‘Sei Nazioni’, sudore e sangue: il rugby come parabola di vita

da Cristina Di Giorgi

In Italia si parla molto (forse troppo) di calcio, al punto che spesso veniamo non a torto descritti come un popolo di allenatori “da bar”. Per quanto appassionati tifosi, non possiamo però non riconoscere che quello della “palla rotonda” è diventato in molti casi un “teatrino” che con lo sport, quello vero, ha in moltissimi casi ben poco a che vedere. Ci sono, certamente e per fortuna, eccezioni: storie di grandi uomini e grandi esempi (sul rettangolo di gioco e fuori), infatti, non mancano. Ma – ed è questo che vogliamo in queste righe sottolineare – ce ne sono tante e molto forti sotto vari aspetti anche in altri mondi. Come quello della “palla ovale”, visto anche il torneo del “6 Nazioni” in corso.

Tra esse oggi vi raccontiamo quella di Martin Castrogiovanni, argentino di nascita e italiano di adozione, molto seguito sui social e noto anche al grande pubblico televisivo per diverse partecipazioni a trasmissioni popolari di successo.

Qualche settimana fa in rete abbiamo trovato un lungo messaggio in cui racconta di sé. Un messaggio che merita assolutamente, per quel che trasmette, di essere letto, meditato e diffuso. “Ho amato il Rugby più della mia vita. Nella mia carriera ho avuto molti problemi fisici, ma ho giocato anche infortunato. Una volta, con un menisco fuori uso, entrai negli spogliatoi a gara finita e svenni per il dolore” racconta Castrogiovanni. Che aggiunge: “nel 2011 scopro di essere celiaco. Difficile da accettare per uno che mangia 11 volte al giorno. Poi però capisci che tanti malanni avevano un perché e allora ti curi”.

Ma non è finita qui, perché “Castro”, come viene affettuosamente chiamato, pochi anni più tardi dovrà affrontare un ostacolo ben più difficile: “nel 2015 sono in ritiro con la Nazionale in Inghilterra per preparare il Mondiale. Mi fa male la schiena ma voglio giocare, non mi sono mai allenato così tanto, ci tengo, è la mia quarta Coppa del mondo, un traguardo importante. Mi dicono che ho il nervo sciatico infiammato. Un bel punturone di antidolorifico e vado in campo. Gioco malissimo, arrivo sempre in ritardo, vengo criticato e mi sento vecchio come mai mi è capitato”.

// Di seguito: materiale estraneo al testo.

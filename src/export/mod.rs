//! Export of batch reports

pub mod json;

pub use json::write_report;
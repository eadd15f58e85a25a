//! Beat grid quantization

use super::calculator::{beat_duration_ms, check_tempo};
use crate::error::{AutocueError, Result};

/// Snap a time to the nearest grid line
///
/// `grid_resolution` counts subdivisions per whole note: 4 = quarter notes
/// (one line per beat), 8 = eighth notes, 16 = sixteenths.
///
/// Exact midpoints round half away from zero, so at 120 BPM on a quarter
/// grid 1250ms snaps to 1500ms and -250ms snaps to -500ms.
///
/// # Example
///
/// ```
/// use autocue::cues::snap_to_grid;
///
/// assert_eq!(snap_to_grid(1230.0, 120.0, 4).unwrap(), 1000.0);
/// assert_eq!(snap_to_grid(1230.0, 120.0, 8).unwrap(), 1250.0);
/// ```
pub fn snap_to_grid(time_ms: f64, tempo: f64, grid_resolution: u32) -> Result<f64> {
    check_tempo(tempo)?;
    if grid_resolution == 0 {
        return Err(AutocueError::invalid_argument(
            "grid resolution",
            grid_resolution,
            "must be positive",
        ));
    }

    let grid_interval_ms = beat_duration_ms(tempo) / (f64::from(grid_resolution) / 4.0);
    let lines = (time_ms / grid_interval_ms).round();

    Ok(lines * grid_interval_ms)
}
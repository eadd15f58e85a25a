//! Decoding of the Rekordbox Location attribute
//!
//! Rekordbox stores paths as percent-encoded URIs:
//! - Windows: file://localhost/C:/Music/Track.mp3 → C:/Music/Track.mp3
//! - macOS/Linux: file://localhost/Users/DJ/My%20Music/Track.mp3 → /Users/DJ/My Music/Track.mp3
//!
//! Some third-party exporters write `file:///...` instead; both are accepted.

use percent_encoding::percent_decode_str;
use std::path::PathBuf;

use crate::types::Document;

const URI_PREFIXES: [&str; 2] = ["file://localhost/", "file:///"];

/// Convert a Rekordbox Location URI back to a filesystem path
///
/// Returns `None` for an empty location.
///
/// # Examples
///
/// ```
/// use std::path::PathBuf;
/// use autocue::rekordbox::uri::location_to_path;
///
/// assert_eq!(
///     location_to_path("file://localhost/Users/DJ/My%20Music/Track.mp3"),
///     Some(PathBuf::from("/Users/DJ/My Music/Track.mp3"))
/// );
/// ```
pub fn location_to_path(location: &str) -> Option<PathBuf> {
    let location = location.trim();
    if location.is_empty() {
        return None;
    }

    let stripped = URI_PREFIXES
        .iter()
        .find_map(|prefix| location.strip_prefix(prefix));

    let decoded = match stripped {
        Some(rest) => {
            let rest = percent_decode_str(rest).decode_utf8_lossy();
            // Drive-letter paths stay relative to the drive; everything else is rooted
            if is_windows_path(&rest) {
                rest.into_owned()
            } else {
                format!("/{}", rest)
            }
        }
        None => percent_decode_str(location).decode_utf8_lossy().into_owned(),
    };

    Some(PathBuf::from(decoded))
}

/// Check if a path string starts with a drive letter ("C:")
fn is_windows_path(path: &str) -> bool {
    let mut chars = path.chars();
    matches!(
        (chars.next(), chars.next()),
        (Some(letter), Some(':')) if letter.is_ascii_alphabetic()
    )
}

impl Document {
    /// Filesystem path of a track's audio file, if the track exists and has a Location
    pub fn track_audio_path(&self, id: &str) -> Option<PathBuf> {
        self.find_track(id)
            .and_then(|track| location_to_path(&track.location))
    }
}

#[cfg(test)]
mod tests {
    use super::*;
    use crate::types::TrackRecord;

    #[test]
    fn test_unix_path() {
        assert_eq!(
            location_to_path("file://localhost/Users/DJ/Music/Track.mp3"),
            Some(PathBuf::from("/Users/DJ/Music/Track.mp3"))
        );
    }

    #[test]
    fn test_triple_slash_form() {
        assert_eq!(
            location_to_path("file:///home/dj/track.flac"),
            Some(PathBuf::from("/home/dj/track.flac"))
        );
    }

    #[test]
    fn test_windows_path() {
        assert_eq!(
            location_to_path("file://localhost/C:/Music/Track.mp3"),
            Some(PathBuf::from("C:/Music/Track.mp3"))
        );
    }

    #[test]
    fn test_percent_decoding() {
        assert_eq!(
            location_to_path("file://localhost/Music/%5B2024%5D%20Album%20%26%20More/Caf%C3%A9.mp3"),
            Some(PathBuf::from("/Music/[2024] Album & More/Café.mp3"))
        );
    }

    #[test]
    fn test_empty_location() {
        assert_eq!(location_to_path(""), None);
        assert_eq!(location_to_path("   "), None);
    }

    #[test]
    fn test_is_windows_path() {
        assert!(is_windows_path("C:/Music/Track.mp3"));
        assert!(is_windows_path("D:/"));
        assert!(!is_windows_path("/Users/DJ"));
        assert!(!is_windows_path("relative/path"));
    }

    #[test]
    fn test_track_audio_path() {
        let doc = Document {
            tracks: vec![TrackRecord {
                id: "5".into(),
                location: "file://localhost/music/a%20b.wav".into(),
                ..Default::default()
            }],
            ..Default::default()
        };
        assert_eq!(doc.track_audio_path("5"), Some(PathBuf::from("/music/a b.wav")));
        assert_eq!(doc.track_audio_path("6"), None);
    }
}
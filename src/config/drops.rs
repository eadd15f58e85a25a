//! Drop-time input: `ID=TIME` pairs and JSON drop files

use crate::cues::parse_time;
use crate::error::{AutocueError, Result};
use serde::{Deserialize, Serialize};
use std::collections::BTreeMap;
use std::fs::File;
use std::io::BufReader;
use std::path::Path;
use std::str::FromStr;
use tracing::debug;

/// A user-marked drop for one track
#[derive(Debug, Clone, PartialEq, Serialize, Deserialize)]
pub struct DropPoint {
    pub track_id: String,
    /// Drop position in milliseconds
    pub time_ms: f64,
}

impl DropPoint {
    pub fn new(track_id: impl Into<String>, time_ms: f64) -> Self {
        Self {
            track_id: track_id.into(),
            time_ms,
        }
    }
}

impl FromStr for DropPoint {
    type Err = AutocueError;

    /// Parse `TRACK_ID=TIME`
    fn from_str(s: &str) -> Result<Self> {
        let (id, time) = s
            .split_once('=')
            .ok_or_else(|| AutocueError::InvalidDrop(s.to_string()))?;

        let id = id.trim();
        if id.is_empty() {
            return Err(AutocueError::InvalidDrop(s.to_string()));
        }
        let time_ms = parse_time(time).map_err(|_| AutocueError::InvalidDrop(s.to_string()))?;

        Ok(Self::new(id, time_ms))
    }
}

/// A drop time in a JSON file: milliseconds or a time string
#[derive(Debug, Deserialize)]
#[serde(untagged)]
enum DropValue {
    Millis(f64),
    Text(String),
}

/// Load `{"track_id": time, ...}` from a JSON file
///
/// Times may be numbers (milliseconds) or strings accepted by
/// [`parse_time`]. Entries come back ordered by track ID.
pub fn load_drops_file(path: &Path) -> Result<Vec<DropPoint>> {
    if !path.exists() {
        return Err(AutocueError::FileNotFound(path.to_path_buf()));
    }

    let file = File::open(path)?;
    let entries: BTreeMap<String, DropValue> = serde_json::from_reader(BufReader::new(file))
        .map_err(|e| AutocueError::parse_error(path, e))?;

    let drops = entries
        .into_iter()
        .map(|(id, value)| -> Result<DropPoint> {
            let time_ms = match value {
                DropValue::Millis(ms) if ms.is_finite() && ms >= 0.0 => ms,
                DropValue::Millis(ms) => {
                    return Err(AutocueError::InvalidDrop(format!("{}={}", id, ms)));
                }
                DropValue::Text(text) => parse_time(&text)
                    .map_err(|_| AutocueError::InvalidDrop(format!("{}={}", id, text)))?,
            };
            Ok(DropPoint::new(id, time_ms))
        })
        .collect::<Result<Vec<_>>>()?;

    debug!("Loaded {} drops from {}", drops.len(), path.display());
    Ok(drops)
}

#[cfg(test)]
mod tests {
    use super::*;
    use std::io::Write;
    use tempfile::NamedTempFile;

    #[test]
    fn test_parse_pair() {
        assert_eq!("101=60000".parse::<DropPoint>().unwrap(), DropPoint::new("101", 60_000.0));
        assert_eq!(" 7 = 1:05.5".parse::<DropPoint>().unwrap(), DropPoint::new("7", 65_500.0));
    }

    #[test]
    fn test_parse_pair_errors() {
        assert!(matches!("101".parse::<DropPoint>(), Err(AutocueError::InvalidDrop(_))));
        assert!("=1000".parse::<DropPoint>().is_err());
        assert!("101=".parse::<DropPoint>().is_err());
        assert!("101=-5".parse::<DropPoint>().is_err());
    }

    #[test]
    fn test_load_drops_file() {
        let mut file = NamedTempFile::new().unwrap();
        write!(file, r#"{{"202": "1:30", "101": 60000}}"#).unwrap();

        let drops = load_drops_file(file.path()).unwrap();
        assert_eq!(
            drops,
            vec![DropPoint::new("101", 60_000.0), DropPoint::new("202", 90_000.0)]
        );
    }

    #[test]
    fn test_load_drops_file_bad_time() {
        let mut file = NamedTempFile::new().unwrap();
        write!(file, r#"{{"101": "later"}}"#).unwrap();
        assert!(matches!(load_drops_file(file.path()), Err(AutocueError::InvalidDrop(_))));
    }

    #[test]
    fn test_load_drops_file_not_json() {
        let mut file = NamedTempFile::new().unwrap();
        write!(file, "101=60000").unwrap();
        assert!(matches!(load_drops_file(file.path()), Err(AutocueError::ParseError { .. })));
    }

    #[test]
    fn test_load_drops_file_missing() {
        assert!(matches!(
            load_drops_file(Path::new("/nonexistent/drops.json")),
            Err(AutocueError::FileNotFound(_))
        ));
    }
}
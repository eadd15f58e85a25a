//! autocue CLI entry point

use autocue::config::{Cli, Settings};
use autocue::pipeline;
use clap::Parser;
use std::process::ExitCode;
use tracing_subscriber::EnvFilter;

/// Warnings printed in the summary before truncating
const MAX_PRINTED_WARNINGS: usize = 10;

fn main() -> ExitCode {
    // Parse CLI arguments
    let cli = Cli::parse();

    // Initialize logging
    init_logging(&cli);

    // Build settings from CLI
    let settings = Settings::from_cli(&cli);

    // Validate inputs
    if let Err(e) = validate_inputs(&cli) {
        eprintln!("Error: {}", e);
        return ExitCode::FAILURE;
    }

    if cli.list_playlists {
        return match pipeline::list_playlists(&settings) {
            Ok(()) => ExitCode::SUCCESS,
            Err(e) => {
                eprintln!("Fatal error: {}", e);
                ExitCode::FAILURE
            }
        };
    }

    // Run the batch
    match pipeline::run(&settings) {
        Ok(summary) => {
            let result = &summary.result;
            if result.per_track.is_empty() {
                return ExitCode::SUCCESS;
            }

            if !result.warnings.is_empty() {
                println!("Warnings ({}):", result.warnings.len());
                for warning in result.warnings.iter().take(MAX_PRINTED_WARNINGS) {
                    println!("  - {}", warning);
                }
                if result.warnings.len() > MAX_PRINTED_WARNINGS {
                    println!("  ... and {} more", result.warnings.len() - MAX_PRINTED_WARNINGS);
                }
                println!();
            }

            println!(
                "Summary: {} successful, {} failed (of {} tracks), {} cues added",
                result.successful(),
                result.failed(),
                result.per_track.len(),
                result.total_markers_added
            );
            if let Some(report) = &summary.report_path {
                println!("Report: {}", report.display());
            }

            if result.failed() > 0 {
                ExitCode::from(1)
            } else {
                ExitCode::SUCCESS
            }
        }
        Err(e) => {
            eprintln!("Fatal error: {}", e);
            ExitCode::FAILURE
        }
    }
}

fn init_logging(cli: &Cli) {
    let filter = cli.log_level().to_string().to_lowercase();

    tracing_subscriber::fmt()
        .with_env_filter(
            EnvFilter::try_from_default_env().unwrap_or_else(|_| EnvFilter::new(filter)),
        )
        .with_target(false)
        .init();
}

fn validate_inputs(cli: &Cli) -> Result<(), String> {
    if !cli.input.is_file() {
        return Err(format!(
            "Input file does not exist: {}\n\n  Tip: Export your collection from Rekordbox (File → Export Collection in xml format).\n  Examples:\n    autocue -i rekordbox.xml --drop 101=1:30\n    autocue -i rekordbox.xml --drops-file drops.json -o ./output",
            cli.input.display()
        ));
    }

    if !cli.list_playlists && cli.drops.is_empty() && cli.drops_file.is_none() {
        return Err(
            "No drops given\n\n  Tip: Mark drops with --drop TRACK_ID=TIME or --drops-file FILE.\n  Use --list-playlists to see track IDs."
                .to_string(),
        );
    }

    // Check output parent directory exists (we'll create the output dir itself).
    // An explicit --output-file bypasses the directory and fails at export instead.
    if let Some(parent) = cli.output.parent().filter(|_| cli.output_file.is_none()) {
        if !parent.as_os_str().is_empty() && !parent.exists() {
            return Err(format!(
                "Output parent directory does not exist: {}\n\n  Tip: The output directory will be created automatically,\n  but its parent directory must exist.\n  Example: mkdir -p {}",
                parent.display(),
                parent.display()
            ));
        }
    }

    Ok(())
}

Castro però non si abbatte, vuole capire che succede e chiede di fare analisi ed esami medici: “Mi fanno una risonanza e aspetto i risultati. Vedo i medici vaghi, nessuno che mi dice come stanno le cose”. Allora “li chiudo in una stanza e urlo: o mi dite che cosa ho o da qui non uscite. Mi fanno leggere il referto e scopro di avere un neurinoma al plesso lombare. Un tumore per il quale mi danno sei mesi di vita”. La notizia è terribile, ma lui reagisce: “Non crollo. Penso che finché parli, giochi, ti svegli la mattina, puoi lottare”.

La battaglia prosegue in una clinica di Milano, dove “mi dicono che è raro che quel tumore sia maligno, però l’operazione sarà rischiosa perché potrei perdere l’uso di una gamba”. Difficilissimo dunque, ma Castro come sempre non si tira indietro: “Mi operano, muovo la gamba. Un mese dopo sono di nuovo in campo. Poi vado a Cardiff con la Nazionale, durante l’inno piangevo come un bambino. Perdemmo in malo modo. A gara finita entrai nello spogliatoio e vidi i compagni più giovani postare foto su Instagram. Io stavo male per la sconfitta e loro si divertivano. Capii che quello non era più il mio mondo. Oggi vedo ragazzi che al primo risentimento si danno malati per una settimana. Io giocavo anche con il sangue che mi usciva dagli occhi”.

Una lezione, questa di Castrogiovanni, che vale per tutti noi. Perché dà valore al sacrificio e all’impegno, qualunque sia l’ambito nel quale vengono profusi.